Patrick DiDomenico, CIO of employment-focused firm Jackson Lewis, has implemented the scrum methodology, a management process used mostly by software development teams. As employees work remote, he notes that it’s important that everyone share what they’re working on, what they’d like to work on, and how everyone can collaborate to meet those goals.

When you can’t walk down the hall and pop your head into someone’s office, the daily check-in is great. And when we are all at home, we have to understand that people have pets, crying babies and lives they are living while working, so we need to be more forgiving about the background noise and exercise a higher level of patience.

“Chief innovation officer talks firm’s changing culture amid COVID-19 and best tips for working remotely,” Ari Kaplan, ABA Journal

Of course, this is assuming an organization has the proper technology and communication policies in place. Once your organization does, tailoring them to your present needs, such as remote work assistance, then you can try out new meeting types.

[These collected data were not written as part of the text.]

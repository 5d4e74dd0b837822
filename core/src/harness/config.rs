use serde::{Deserialize, Serialize};

use crate::constants::DEFAULT_QUEUE_LIMIT;

#[derive(Debug, Clone, PartialEq, Serialize, Deserialize)]
pub struct HarnessConfig {
    /// Byte ceiling for the pull queue.
    /// - `None` → `DEFAULT_QUEUE_LIMIT`.
    pub queue_limit: Option<usize>,

    /// Whether to attach a telemetry snapshot to each outcome.
    /// - `None` or `Some(true)` → attach (default).
    /// - `Some(false)` → outcomes carry no telemetry.
    pub collect_telemetry: Option<bool>,
}

impl Default for HarnessConfig {
    fn default() -> Self {
        Self {
            queue_limit: Some(DEFAULT_QUEUE_LIMIT),
            collect_telemetry: Some(true),
        }
    }
}

impl HarnessConfig {
    pub fn new(queue_limit: Option<usize>, collect_telemetry: Option<bool>) -> Self {
        Self {
            queue_limit: queue_limit.or(Some(DEFAULT_QUEUE_LIMIT)),
            collect_telemetry: collect_telemetry.or(Some(true)),
        }
    }

    pub fn with_queue_limit(limit: usize) -> Self {
        Self { queue_limit: Some(limit), ..Self::default() }
    }

    pub fn queue_limit(&self) -> usize {
        self.queue_limit.unwrap_or(DEFAULT_QUEUE_LIMIT)
    }

    pub fn telemetry_enabled(&self) -> bool {
        self.collect_telemetry.unwrap_or(true)
    }
}
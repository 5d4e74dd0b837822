//! stream: demand-driven bridge from a frame-push decoder to a byte-pull encoder.
//!
//! Layers, leaves first:
//! - `queue`: FIFO byte buffer owned by the adapter
//! - `serializer`: strips row padding and appends a frame's planes to the queue
//! - `pull`: the `ByteSource` contract, decoding more frames only when a read needs them
//! - `io`: normalized input sources for file- or memory-backed collaborators

pub mod queue;
pub mod serializer;
pub mod pull;
pub mod io;

pub use queue::{ByteQueue, QueueError};
pub use serializer::PlaneSerializer;
pub use pull::{ByteSource, Pull, PullAdapter};
pub use io::{InputSource, open_input, read_exact_or_eof};
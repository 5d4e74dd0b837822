//! media/frame.rs
//! Decoded picture model: three strided planes borrowed from the decoder.
//!
//! A `Frame<'a>` only lives for the duration of the decoder callback that
//! receives it; anything kept past the callback must be copied out.

use std::fmt;
use serde::{Deserialize, Serialize};
use thiserror::Error;

use crate::utils::div_round_up;

/// Plane identity, in serialization order.
#[derive(Debug, Clone, Copy, PartialEq, Eq, Hash, Serialize, Deserialize)]
pub enum PlaneKind {
    Y,
    U,
    V,
}

impl PlaneKind {
    pub const ORDER: [PlaneKind; 3] = [PlaneKind::Y, PlaneKind::U, PlaneKind::V];
}

impl fmt::Display for PlaneKind {
    fn fmt(&self, f: &mut fmt::Formatter<'_>) -> fmt::Result {
        let name = match self {
            PlaneKind::Y => "Y",
            PlaneKind::U => "U",
            PlaneKind::V => "V",
        };
        f.write_str(name)
    }
}

#[derive(Debug, Error, PartialEq, Eq)]
pub enum FrameError {
    #[error("plane {plane}: stride {stride} is smaller than width {width}")]
    StrideTooSmall { plane: PlaneKind, width: usize, stride: usize },

    #[error("plane {plane}: buffer holds {have} bytes, geometry needs {need}")]
    Truncated { plane: PlaneKind, need: usize, have: usize },

    #[error("invalid frame geometry: {0}")]
    Geometry(String),
}

/// Chroma subsampling of a planar YUV picture.
#[derive(Debug, Clone, Copy, PartialEq, Eq, Hash, Default, Serialize, Deserialize)]
#[serde(rename_all = "lowercase")]
pub enum ChromaFormat {
    /// 1 Cb & Cr sample per 2x2 Y samples.
    #[default]
    Yuv420,
    /// 1 Cb & Cr sample per 2x1 Y samples.
    Yuv422,
    /// No subsampling.
    Yuv444,
}

impl ChromaFormat {
    /// Subsampling factors (horizontal, vertical).
    pub fn subsampling(&self) -> (usize, usize) {
        match self {
            ChromaFormat::Yuv420 => (2, 2),
            ChromaFormat::Yuv422 => (2, 1),
            ChromaFormat::Yuv444 => (1, 1),
        }
    }

    /// Width and height of the given plane for a picture of `width` x `height`.
    /// Odd luma dimensions round the chroma planes up.
    pub fn plane_dims(&self, plane: PlaneKind, width: usize, height: usize) -> (usize, usize) {
        match plane {
            PlaneKind::Y => (width, height),
            PlaneKind::U | PlaneKind::V => {
                let (hs, vs) = self.subsampling();
                (div_round_up(width, hs), div_round_up(height, vs))
            }
        }
    }

    /// Tightly packed byte length of one frame (all three planes).
    pub fn frame_len(&self, width: usize, height: usize) -> usize {
        PlaneKind::ORDER
            .iter()
            .map(|p| {
                let (w, h) = self.plane_dims(*p, width, height);
                w * h
            })
            .sum()
    }

    pub fn id(&self) -> u8 {
        match self {
            ChromaFormat::Yuv420 => 0,
            ChromaFormat::Yuv422 => 1,
            ChromaFormat::Yuv444 => 2,
        }
    }
}

impl fmt::Display for ChromaFormat {
    fn fmt(&self, f: &mut fmt::Formatter<'_>) -> fmt::Result {
        let name = match self {
            ChromaFormat::Yuv420 => "yuv420",
            ChromaFormat::Yuv422 => "yuv422",
            ChromaFormat::Yuv444 => "yuv444",
        };
        f.write_str(name)
    }
}

/// Single-channel 2-D sample array; rows start every `stride` bytes.
#[derive(Debug, Clone, Copy)]
pub struct Plane<'a> {
    pub kind: PlaneKind,
    pub data: &'a [u8],
    pub width: usize,
    pub height: usize,
    pub stride: usize,
}

impl<'a> Plane<'a> {
    /// Validate geometry against the borrowed buffer.
    ///
    /// The last row only needs `width` bytes, so decoders that trim the final
    /// row's padding are accepted.
    pub fn new(
        kind: PlaneKind,
        data: &'a [u8],
        width: usize,
        height: usize,
        stride: usize,
    ) -> Result<Self, FrameError> {
        if stride < width {
            return Err(FrameError::StrideTooSmall { plane: kind, width, stride });
        }
        let need = Self::min_buffer_len(width, height, stride);
        if data.len() < need {
            return Err(FrameError::Truncated { plane: kind, need, have: data.len() });
        }
        Ok(Self { kind, data, width, height, stride })
    }

    #[inline]
    pub fn min_buffer_len(width: usize, height: usize, stride: usize) -> usize {
        if height == 0 {
            0
        } else {
            (height - 1) * stride + width
        }
    }

    /// Visible bytes of row `i` (padding excluded).
    #[inline]
    pub fn row(&self, i: usize) -> &'a [u8] {
        let base = i * self.stride;
        &self.data[base..base + self.width]
    }

    pub fn rows(&self) -> impl Iterator<Item = &'a [u8]> + '_ {
        (0..self.height).map(move |i| self.row(i))
    }

    /// Byte length once row padding is stripped.
    #[inline]
    pub fn packed_len(&self) -> usize {
        self.width * self.height
    }

    /// Padding bytes skipped when packing this plane.
    #[inline]
    pub fn padding_len(&self) -> usize {
        (self.stride - self.width) * self.height
    }
}

/// One decoded picture: Y, U and V planes.
#[derive(Debug, Clone, Copy)]
pub struct Frame<'a> {
    pub y: Plane<'a>,
    pub u: Plane<'a>,
    pub v: Plane<'a>,
}

impl<'a> Frame<'a> {
    pub fn new(y: Plane<'a>, u: Plane<'a>, v: Plane<'a>) -> Self {
        Self { y, u, v }
    }

    /// Planes in fixed serialization order {Y, U, V}.
    pub fn planes(&self) -> [&Plane<'a>; 3] {
        [&self.y, &self.u, &self.v]
    }

    pub fn packed_len(&self) -> usize {
        self.planes().iter().map(|p| p.packed_len()).sum()
    }

    pub fn padding_len(&self) -> usize {
        self.planes().iter().map(|p| p.padding_len()).sum()
    }
}

#[cfg(test)]
mod tests {
    use super::*;

    #[test]
    fn yuv420_frame_len_matches_i420() {
        assert_eq!(ChromaFormat::Yuv420.frame_len(320, 192), 320 * 192 * 3 / 2);
    }

    #[test]
    fn odd_dimensions_round_chroma_up() {
        assert_eq!(ChromaFormat::Yuv420.plane_dims(PlaneKind::U, 5, 3), (3, 2));
        assert_eq!(ChromaFormat::Yuv422.plane_dims(PlaneKind::V, 5, 3), (3, 3));
        assert_eq!(ChromaFormat::Yuv444.plane_dims(PlaneKind::V, 5, 3), (5, 3));
    }

    #[test]
    fn plane_rejects_short_stride() {
        let buf = [0u8; 16];
        let err = Plane::new(PlaneKind::Y, &buf, 4, 2, 3).unwrap_err();
        assert!(matches!(err, FrameError::StrideTooSmall { .. }));
    }

    #[test]
    fn plane_accepts_trimmed_last_row() {
        // two rows of width 4 with stride 6: last row needs only 4 bytes
        let buf = [0u8; 10];
        let plane = Plane::new(PlaneKind::U, &buf, 4, 2, 6).unwrap();
        assert_eq!(plane.packed_len(), 8);
        assert_eq!(plane.padding_len(), 4);
    }

    #[test]
    fn plane_rejects_truncated_buffer() {
        let buf = [0u8; 9];
        let err = Plane::new(PlaneKind::V, &buf, 4, 2, 6).unwrap_err();
        assert_eq!(err, FrameError::Truncated { plane: PlaneKind::V, need: 10, have: 9 });
    }
}
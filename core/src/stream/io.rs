// ## Normalized input for source-backed collaborators

use std::io::Read;
use std::path::PathBuf;
use bytes::Bytes;

use crate::types::HarnessError;

/// Canonical input abstraction
pub enum InputSource {
    Reader(Box<dyn Read + Send>),
    File(PathBuf),
    Memory(Bytes),
}

impl std::fmt::Debug for InputSource {
    fn fmt(&self, f: &mut std::fmt::Formatter<'_>) -> std::fmt::Result {
        match self {
            InputSource::Reader(_) => f.write_str("InputSource::Reader(..)"),
            InputSource::File(p) => write!(f, "InputSource::File({})", p.display()),
            InputSource::Memory(b) => write!(f, "InputSource::Memory({} bytes)", b.len()),
        }
    }
}

/// Normalize input source into a boxed reader
pub fn open_input(src: InputSource) -> Result<Box<dyn Read + Send>, HarnessError> {
    let reader: Box<dyn Read + Send> = match src {
        InputSource::Reader(r) => r,
        InputSource::File(p) => {
            if !p.exists() {
                return Err(HarnessError::SourceNotFound(p.display().to_string()));
            }
            Box::new(std::fs::File::open(p)?)
        }
        InputSource::Memory(b) => Box::new(std::io::Cursor::new(b)),
    };
    Ok(reader)
}

/// Fill `buf` as far as the reader allows; returns the number of bytes read.
/// Anything short of `buf.len()` means the reader hit EOF.
pub fn read_exact_or_eof<R: Read + ?Sized>(r: &mut R, buf: &mut [u8]) -> Result<usize, HarnessError> {
    let mut off = 0;

    while off < buf.len() {
        match r.read(&mut buf[off..]) {
            Ok(0) => break,
            Ok(n) => off += n,
            Err(e) if e.kind() == std::io::ErrorKind::Interrupted => continue,
            Err(e) => return Err(HarnessError::Io(e)),
        }
    }

    Ok(off)
}

#[cfg(test)]
mod tests {
    use super::*;

    #[test]
    fn read_exact_or_eof_reports_short_tail() {
        let mut r = open_input(InputSource::Memory(Bytes::from_static(b"abcde"))).unwrap();
        let mut buf = [0u8; 3];
        assert_eq!(read_exact_or_eof(&mut r, &mut buf).unwrap(), 3);
        assert_eq!(&buf, b"abc");
        assert_eq!(read_exact_or_eof(&mut r, &mut buf).unwrap(), 2);
        assert_eq!(read_exact_or_eof(&mut r, &mut buf).unwrap(), 0);
    }

    #[test]
    fn missing_file_is_source_not_found() {
        assert!(matches!(
            open_input(InputSource::File("/nonexistent/clip.yuv".into())),
            Err(HarnessError::SourceNotFound(_))
        ));
    }
}
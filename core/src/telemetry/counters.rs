// ### `src/telemetry/counters.rs`

//! telemetry/counters.rs
//! Mutable counters collected while one fixture runs.
//!
//! Summary: frame/byte counts on the decode side, read counts on the pull
//! boundary, layer/chunk counts on the hash side. Converted into an immutable
//! `TelemetrySnapshot` when the fixture finishes.
use serde::{Deserialize, Serialize};
use std::ops::AddAssign;

use crate::media::encoder::EncodedLayerSet;

/// Deterministic counters collected during one decode -> encode -> hash run
#[derive(Default, Clone, Debug, PartialEq, Eq, Serialize, Deserialize)]
pub struct TelemetryCounters {
    pub frames_decoded: u64,
    pub bytes_serialized: u64,
    pub bytes_padding: u64,
    pub reads: u64,
    pub bytes_requested: u64,
    pub bytes_served: u64,
    pub short_reads: u64,
    pub end_of_stream: u64,
    pub layer_sets: u64,
    pub layers: u64,
    pub chunks: u64,
    pub bytes_hashed: u64,
}

impl TelemetryCounters {
    /// Record one serialized frame.
    ///
    /// - `packed_len`: bytes appended to the queue
    /// - `padding_len`: row padding skipped while packing
    pub fn add_frame(&mut self, packed_len: usize, padding_len: usize) {
        self.frames_decoded += 1;
        self.bytes_serialized += packed_len as u64;
        self.bytes_padding += padding_len as u64;
    }

    /// Record one served read.
    pub fn add_read(&mut self, requested: usize, served: usize) {
        self.reads += 1;
        self.bytes_requested += requested as u64;
        self.bytes_served += served as u64;
        if served < requested {
            self.short_reads += 1;
        }
    }

    /// Record a read answered with EndOfStream.
    pub fn add_end_of_stream(&mut self) {
        self.end_of_stream += 1;
    }

    /// Record one encoder output unit fed to the digest.
    pub fn add_layer_set(&mut self, set: &EncodedLayerSet) {
        self.layer_sets += 1;
        self.layers += set.layers.len() as u64;
        self.chunks += set.chunk_count() as u64;
        self.bytes_hashed += set.byte_len() as u64;
    }

    /// Bytes decoded but never pulled by the encoder.
    pub fn bytes_unread(&self) -> u64 {
        self.bytes_serialized.saturating_sub(self.bytes_served)
    }

    pub fn merge(&mut self, other: &TelemetryCounters) {
        self.frames_decoded += other.frames_decoded;
        self.bytes_serialized += other.bytes_serialized;
        self.bytes_padding += other.bytes_padding;
        self.reads += other.reads;
        self.bytes_requested += other.bytes_requested;
        self.bytes_served += other.bytes_served;
        self.short_reads += other.short_reads;
        self.end_of_stream += other.end_of_stream;
        self.layer_sets += other.layer_sets;
        self.layers += other.layers;
        self.chunks += other.chunks;
        self.bytes_hashed += other.bytes_hashed;
    }
}

impl AddAssign for TelemetryCounters {
    fn add_assign(&mut self, rhs: Self) {
        self.merge(&rhs);
    }
}

#[cfg(test)]
mod tests {
    use super::*;

    #[test]
    fn short_reads_are_counted() {
        let mut c = TelemetryCounters::default();
        c.add_read(10, 10);
        c.add_read(10, 4);
        assert_eq!(c.reads, 2);
        assert_eq!(c.short_reads, 1);
        assert_eq!(c.bytes_served, 14);
    }

    #[test]
    fn merge_adds_fields() {
        let mut a = TelemetryCounters::default();
        a.add_frame(100, 8);
        let mut b = TelemetryCounters::default();
        b.add_frame(50, 0);
        b.add_read(60, 60);
        a += b;
        assert_eq!(a.frames_decoded, 2);
        assert_eq!(a.bytes_serialized, 150);
        assert_eq!(a.bytes_padding, 8);
        assert_eq!(a.bytes_unread(), 90);
    }
}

Increased competition, greater focus on client retention

Even before COVID-19, the legal industry was finding that consumer demands are changing, many of those demands hinging on whether they will stay with a certain firm or work with a more technologically agile one.

That goes for talent too: A younger but technologically poised firm will have a greater chance at retaining clients and employees than incumbents that are now struggling to hoist a remote work initiative.

On the client-side, there’s a palpable sense of urgency and desire to see that a firm can make actionable change. People are losing jobs and businesses, and with that a sense of control. Any organization they want to work with, including law firms and other legal services providers, will need to show that they’re—you’re—reliable.

Upending traditions to save them

There may be a natural pushback to suggesting virtual courtrooms, but the interpretation of the court as a service rather than a place may hold weight past this crisis.

The Legal Executive Institute touched on a prescient moment of history that points to the possibility of long-term virtual hearings:

The Supreme Court postponed oral arguments for the first time since 1918, and many courts are also cancelling hearings and non-case related meetings. Some district courts, criminal courts, and legal services organizations have held out closing or are going fully remote, but it may only be a matter of time before access to justice will come to mean online access—a change that will likely remain in some forms post-pandemic.

“COVID-19 Challenges: Keeping Law Firms Going Amid Uncertain Times,” The Legal Executive Institute

Technology has upended many industries’ past traditions, and now coronavirus is upending those. Perhaps now is the time to put innovation at the forefront of your firm’s mind.